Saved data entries
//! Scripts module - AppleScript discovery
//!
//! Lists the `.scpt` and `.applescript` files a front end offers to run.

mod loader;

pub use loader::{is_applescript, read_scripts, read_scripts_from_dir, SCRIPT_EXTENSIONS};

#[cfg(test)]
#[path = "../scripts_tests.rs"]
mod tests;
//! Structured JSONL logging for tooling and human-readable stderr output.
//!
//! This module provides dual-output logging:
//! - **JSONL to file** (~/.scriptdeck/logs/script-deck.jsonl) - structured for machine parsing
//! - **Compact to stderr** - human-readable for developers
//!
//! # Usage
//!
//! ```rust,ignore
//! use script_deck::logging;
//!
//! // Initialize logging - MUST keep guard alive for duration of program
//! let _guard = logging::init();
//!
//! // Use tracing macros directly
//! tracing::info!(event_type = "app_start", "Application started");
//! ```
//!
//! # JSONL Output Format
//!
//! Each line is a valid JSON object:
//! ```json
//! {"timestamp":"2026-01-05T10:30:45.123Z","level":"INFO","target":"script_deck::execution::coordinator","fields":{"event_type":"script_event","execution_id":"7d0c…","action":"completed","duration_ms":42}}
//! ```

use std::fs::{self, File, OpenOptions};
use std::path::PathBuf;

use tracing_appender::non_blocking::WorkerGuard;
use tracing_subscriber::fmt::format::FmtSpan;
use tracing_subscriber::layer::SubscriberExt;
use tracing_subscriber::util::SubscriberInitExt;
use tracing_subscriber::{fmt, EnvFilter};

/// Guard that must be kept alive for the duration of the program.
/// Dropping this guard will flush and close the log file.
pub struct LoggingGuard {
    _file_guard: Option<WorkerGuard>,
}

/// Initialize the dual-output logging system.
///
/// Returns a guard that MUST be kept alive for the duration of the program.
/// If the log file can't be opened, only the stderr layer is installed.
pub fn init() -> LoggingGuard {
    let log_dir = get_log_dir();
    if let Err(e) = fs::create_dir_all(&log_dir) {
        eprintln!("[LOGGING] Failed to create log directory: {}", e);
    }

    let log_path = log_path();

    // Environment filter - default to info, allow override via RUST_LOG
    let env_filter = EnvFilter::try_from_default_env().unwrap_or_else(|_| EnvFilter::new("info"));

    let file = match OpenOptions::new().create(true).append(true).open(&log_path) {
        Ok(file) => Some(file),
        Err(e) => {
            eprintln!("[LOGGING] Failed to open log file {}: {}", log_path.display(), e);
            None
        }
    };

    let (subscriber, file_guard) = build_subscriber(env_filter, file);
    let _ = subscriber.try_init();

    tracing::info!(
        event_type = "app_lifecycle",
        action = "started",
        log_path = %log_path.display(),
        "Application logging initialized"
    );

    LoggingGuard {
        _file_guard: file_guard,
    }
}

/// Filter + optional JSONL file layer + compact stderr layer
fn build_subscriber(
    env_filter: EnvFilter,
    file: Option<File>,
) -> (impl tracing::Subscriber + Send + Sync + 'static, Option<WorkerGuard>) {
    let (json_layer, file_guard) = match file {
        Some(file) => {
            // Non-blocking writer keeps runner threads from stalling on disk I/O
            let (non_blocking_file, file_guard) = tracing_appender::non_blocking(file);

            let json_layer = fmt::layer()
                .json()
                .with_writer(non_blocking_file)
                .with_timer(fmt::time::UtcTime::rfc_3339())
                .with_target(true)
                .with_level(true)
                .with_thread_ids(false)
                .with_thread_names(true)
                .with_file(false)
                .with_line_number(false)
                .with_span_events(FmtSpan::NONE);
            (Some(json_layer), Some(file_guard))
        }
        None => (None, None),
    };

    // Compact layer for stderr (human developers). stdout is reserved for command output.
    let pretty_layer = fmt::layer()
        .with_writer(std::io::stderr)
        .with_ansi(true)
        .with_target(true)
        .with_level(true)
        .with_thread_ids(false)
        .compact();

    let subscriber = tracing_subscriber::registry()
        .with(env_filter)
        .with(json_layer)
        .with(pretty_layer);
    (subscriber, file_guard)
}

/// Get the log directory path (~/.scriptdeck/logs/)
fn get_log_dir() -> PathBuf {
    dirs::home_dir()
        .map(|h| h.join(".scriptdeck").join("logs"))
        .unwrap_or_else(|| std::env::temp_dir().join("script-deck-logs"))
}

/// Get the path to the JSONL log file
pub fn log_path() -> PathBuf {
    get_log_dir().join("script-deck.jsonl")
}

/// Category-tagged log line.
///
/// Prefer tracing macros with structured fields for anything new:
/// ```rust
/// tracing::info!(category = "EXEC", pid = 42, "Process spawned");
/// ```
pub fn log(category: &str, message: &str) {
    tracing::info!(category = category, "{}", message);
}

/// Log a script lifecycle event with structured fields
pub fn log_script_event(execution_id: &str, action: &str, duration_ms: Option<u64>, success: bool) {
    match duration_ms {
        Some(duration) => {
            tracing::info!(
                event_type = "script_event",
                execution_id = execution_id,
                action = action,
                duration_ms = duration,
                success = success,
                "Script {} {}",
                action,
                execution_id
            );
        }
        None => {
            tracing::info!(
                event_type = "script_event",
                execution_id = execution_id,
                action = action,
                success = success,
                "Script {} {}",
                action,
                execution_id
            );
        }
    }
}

THE TASK. From the entries above, write out only the lines starting at the line that holds "if let Err(e)" and ending at the line that holds "on disk I/O", keeping both and matching them exactly.

RESPONSE TO THE EXERCISE.
    if let Err(e) = fs::create_dir_all(&log_dir) {
        eprintln!("[LOGGING] Failed to create log directory: {}", e);
    }

    let log_path = log_path();

    // Environment filter - default to info, allow override via RUST_LOG
    let env_filter = EnvFilter::try_from_default_env().unwrap_or_else(|_| EnvFilter::new("info"));

    let file = match OpenOptions::new().create(true).append(true).open(&log_path) {
        Ok(file) => Some(file),
        Err(e) => {
            eprintln!("[LOGGING] Failed to open log file {}: {}", log_path.display(), e);
            None
        }
    };

    let (subscriber, file_guard) = build_subscriber(env_filter, file);
    let _ = subscriber.try_init();

    tracing::info!(
        event_type = "app_lifecycle",
        action = "started",
        log_path = %log_path.display(),
        "Application logging initialized"
    );

    LoggingGuard {
        _file_guard: file_guard,
    }
}

/// Filter + optional JSONL file layer + compact stderr layer
fn build_subscriber(
    env_filter: EnvFilter,
    file: Option<File>,
) -> (impl tracing::Subscriber + Send + Sync + 'static, Option<WorkerGuard>) {
    let (json_layer, file_guard) = match file {
        Some(file) => {
            // Non-blocking writer keeps runner threads from stalling on disk I/O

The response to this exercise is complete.